Exercise material ->
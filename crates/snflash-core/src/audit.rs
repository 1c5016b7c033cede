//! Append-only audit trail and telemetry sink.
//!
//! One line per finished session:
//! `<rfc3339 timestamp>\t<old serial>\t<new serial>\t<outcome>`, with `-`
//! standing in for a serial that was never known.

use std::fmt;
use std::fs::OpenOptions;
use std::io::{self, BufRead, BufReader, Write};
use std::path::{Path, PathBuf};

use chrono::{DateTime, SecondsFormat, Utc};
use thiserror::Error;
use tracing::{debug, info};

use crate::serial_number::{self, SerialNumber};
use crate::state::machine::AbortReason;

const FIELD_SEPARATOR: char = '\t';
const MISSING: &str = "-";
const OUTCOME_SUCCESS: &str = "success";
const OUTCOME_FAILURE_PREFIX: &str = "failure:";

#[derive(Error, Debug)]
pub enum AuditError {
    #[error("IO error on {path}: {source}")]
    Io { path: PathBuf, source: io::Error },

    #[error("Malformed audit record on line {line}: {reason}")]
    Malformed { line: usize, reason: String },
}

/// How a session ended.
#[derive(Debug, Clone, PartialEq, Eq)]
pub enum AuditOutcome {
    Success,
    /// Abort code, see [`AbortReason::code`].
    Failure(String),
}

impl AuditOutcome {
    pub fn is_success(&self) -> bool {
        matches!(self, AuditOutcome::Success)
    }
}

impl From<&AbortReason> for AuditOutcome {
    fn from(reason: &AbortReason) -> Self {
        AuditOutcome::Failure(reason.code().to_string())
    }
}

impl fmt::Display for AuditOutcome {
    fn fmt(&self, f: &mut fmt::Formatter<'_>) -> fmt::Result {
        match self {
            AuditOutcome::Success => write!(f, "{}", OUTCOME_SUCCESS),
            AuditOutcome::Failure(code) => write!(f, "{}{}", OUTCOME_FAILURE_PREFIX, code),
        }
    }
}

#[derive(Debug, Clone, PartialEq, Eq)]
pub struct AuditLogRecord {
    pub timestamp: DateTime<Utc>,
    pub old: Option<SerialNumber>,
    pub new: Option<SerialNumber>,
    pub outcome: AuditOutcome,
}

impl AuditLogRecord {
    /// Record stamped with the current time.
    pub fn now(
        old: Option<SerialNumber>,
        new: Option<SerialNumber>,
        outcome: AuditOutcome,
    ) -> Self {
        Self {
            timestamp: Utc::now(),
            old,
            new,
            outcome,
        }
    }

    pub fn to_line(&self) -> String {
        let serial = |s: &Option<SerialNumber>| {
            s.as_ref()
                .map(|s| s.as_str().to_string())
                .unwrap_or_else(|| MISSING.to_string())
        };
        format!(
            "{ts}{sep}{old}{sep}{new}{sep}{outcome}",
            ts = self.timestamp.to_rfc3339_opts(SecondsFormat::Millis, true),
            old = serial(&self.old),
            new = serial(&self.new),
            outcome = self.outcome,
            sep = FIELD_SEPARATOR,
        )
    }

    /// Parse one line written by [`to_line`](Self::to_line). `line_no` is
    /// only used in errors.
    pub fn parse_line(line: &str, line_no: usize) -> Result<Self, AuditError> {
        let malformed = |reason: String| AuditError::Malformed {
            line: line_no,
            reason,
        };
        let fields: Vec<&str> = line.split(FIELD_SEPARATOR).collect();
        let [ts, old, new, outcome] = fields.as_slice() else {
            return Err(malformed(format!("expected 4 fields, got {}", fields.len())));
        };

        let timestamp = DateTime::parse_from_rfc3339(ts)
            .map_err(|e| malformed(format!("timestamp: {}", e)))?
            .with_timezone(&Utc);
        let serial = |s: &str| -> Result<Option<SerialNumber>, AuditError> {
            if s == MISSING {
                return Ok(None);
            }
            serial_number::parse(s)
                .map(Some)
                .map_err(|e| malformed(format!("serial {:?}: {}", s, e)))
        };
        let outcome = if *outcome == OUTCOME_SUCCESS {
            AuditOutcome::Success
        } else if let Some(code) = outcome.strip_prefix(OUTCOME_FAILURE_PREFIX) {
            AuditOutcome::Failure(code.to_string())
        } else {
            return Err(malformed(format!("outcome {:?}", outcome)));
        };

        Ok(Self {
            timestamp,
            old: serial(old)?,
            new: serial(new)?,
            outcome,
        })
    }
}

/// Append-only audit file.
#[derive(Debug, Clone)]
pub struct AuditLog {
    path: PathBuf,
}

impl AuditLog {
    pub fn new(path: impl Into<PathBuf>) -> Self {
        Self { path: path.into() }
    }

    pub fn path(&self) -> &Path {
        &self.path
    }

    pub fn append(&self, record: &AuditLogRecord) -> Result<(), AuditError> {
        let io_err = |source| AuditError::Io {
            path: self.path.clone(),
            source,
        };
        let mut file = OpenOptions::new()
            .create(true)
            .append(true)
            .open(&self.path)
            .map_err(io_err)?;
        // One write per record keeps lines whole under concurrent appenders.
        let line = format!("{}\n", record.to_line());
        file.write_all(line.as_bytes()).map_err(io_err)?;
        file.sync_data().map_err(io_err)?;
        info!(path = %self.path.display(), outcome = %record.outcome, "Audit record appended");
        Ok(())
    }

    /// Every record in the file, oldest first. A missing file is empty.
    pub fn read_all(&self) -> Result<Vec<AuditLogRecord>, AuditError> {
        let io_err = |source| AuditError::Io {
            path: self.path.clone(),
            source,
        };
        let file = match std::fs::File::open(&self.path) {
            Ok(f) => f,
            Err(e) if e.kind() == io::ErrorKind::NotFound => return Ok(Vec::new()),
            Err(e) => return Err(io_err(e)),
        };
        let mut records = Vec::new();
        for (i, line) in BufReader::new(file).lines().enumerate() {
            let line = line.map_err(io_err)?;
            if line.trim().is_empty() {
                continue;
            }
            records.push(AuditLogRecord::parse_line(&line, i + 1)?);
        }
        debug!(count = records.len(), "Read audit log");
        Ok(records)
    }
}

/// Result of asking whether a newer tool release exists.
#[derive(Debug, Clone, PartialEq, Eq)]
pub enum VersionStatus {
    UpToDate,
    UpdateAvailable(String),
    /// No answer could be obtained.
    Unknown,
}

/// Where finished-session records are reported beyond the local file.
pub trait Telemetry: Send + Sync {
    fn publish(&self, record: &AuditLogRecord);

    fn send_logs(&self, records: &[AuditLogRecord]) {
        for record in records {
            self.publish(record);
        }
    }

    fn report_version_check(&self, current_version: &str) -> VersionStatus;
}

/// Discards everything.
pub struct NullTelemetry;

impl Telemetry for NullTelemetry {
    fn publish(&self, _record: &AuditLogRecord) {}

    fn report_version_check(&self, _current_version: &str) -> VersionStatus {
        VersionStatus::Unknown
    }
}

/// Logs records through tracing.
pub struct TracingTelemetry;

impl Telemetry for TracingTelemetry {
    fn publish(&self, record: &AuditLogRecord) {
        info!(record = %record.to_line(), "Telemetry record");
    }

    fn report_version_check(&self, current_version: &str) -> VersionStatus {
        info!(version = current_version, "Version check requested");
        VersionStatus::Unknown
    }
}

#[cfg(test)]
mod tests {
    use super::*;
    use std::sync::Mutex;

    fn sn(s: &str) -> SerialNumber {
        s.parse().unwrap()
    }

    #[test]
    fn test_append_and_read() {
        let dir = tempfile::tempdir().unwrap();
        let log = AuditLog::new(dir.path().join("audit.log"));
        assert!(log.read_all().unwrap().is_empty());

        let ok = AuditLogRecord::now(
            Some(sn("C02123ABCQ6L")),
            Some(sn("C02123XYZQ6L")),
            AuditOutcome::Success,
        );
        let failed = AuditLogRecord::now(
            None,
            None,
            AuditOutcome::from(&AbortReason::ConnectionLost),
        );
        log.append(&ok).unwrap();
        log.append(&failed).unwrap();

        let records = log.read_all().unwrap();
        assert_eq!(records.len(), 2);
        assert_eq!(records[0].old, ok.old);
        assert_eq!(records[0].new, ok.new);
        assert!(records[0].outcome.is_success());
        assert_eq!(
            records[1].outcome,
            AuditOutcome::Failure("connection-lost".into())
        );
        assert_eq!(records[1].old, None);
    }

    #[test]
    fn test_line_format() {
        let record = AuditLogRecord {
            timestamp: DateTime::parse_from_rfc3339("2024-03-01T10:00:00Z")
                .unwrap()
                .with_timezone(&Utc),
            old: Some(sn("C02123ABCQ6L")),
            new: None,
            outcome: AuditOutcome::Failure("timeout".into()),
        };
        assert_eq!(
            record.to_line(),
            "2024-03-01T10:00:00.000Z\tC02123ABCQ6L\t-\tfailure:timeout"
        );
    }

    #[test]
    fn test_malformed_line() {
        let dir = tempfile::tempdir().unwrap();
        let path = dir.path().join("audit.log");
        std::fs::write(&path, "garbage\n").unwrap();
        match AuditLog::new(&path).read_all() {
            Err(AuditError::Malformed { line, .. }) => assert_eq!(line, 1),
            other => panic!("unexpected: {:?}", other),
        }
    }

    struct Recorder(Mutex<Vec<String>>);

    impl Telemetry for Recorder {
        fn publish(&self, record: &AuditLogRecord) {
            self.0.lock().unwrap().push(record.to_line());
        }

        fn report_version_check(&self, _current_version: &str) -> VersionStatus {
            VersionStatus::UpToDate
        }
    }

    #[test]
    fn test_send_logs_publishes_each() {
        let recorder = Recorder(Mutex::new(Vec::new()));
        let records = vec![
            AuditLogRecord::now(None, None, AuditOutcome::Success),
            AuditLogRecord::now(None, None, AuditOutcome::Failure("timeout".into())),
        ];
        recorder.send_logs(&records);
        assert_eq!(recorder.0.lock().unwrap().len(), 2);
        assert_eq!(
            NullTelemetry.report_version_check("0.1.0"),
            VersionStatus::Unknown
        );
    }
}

Problem -> "use crate::state::machine::AbortReason;" marks the last line to print; print everything from the first line of the data through that line, unchanged, and nothing more.

Response area ->
filename crates/snflash-core/src/audit.rs
repository 1c5016b7c033cede
//! Append-only audit trail and telemetry sink.
//!
//! One line per finished session:
//! `<rfc3339 timestamp>\t<old serial>\t<new serial>\t<outcome>`, with `-`
//! standing in for a serial that was never known.

use std::fmt;
use std::fs::OpenOptions;
use std::io::{self, BufRead, BufReader, Write};
use std::path::{Path, PathBuf};

use chrono::{DateTime, SecondsFormat, Utc};
use thiserror::Error;
use tracing::{debug, info};

use crate::serial_number::{self, SerialNumber};
use crate::state::machine::AbortReason;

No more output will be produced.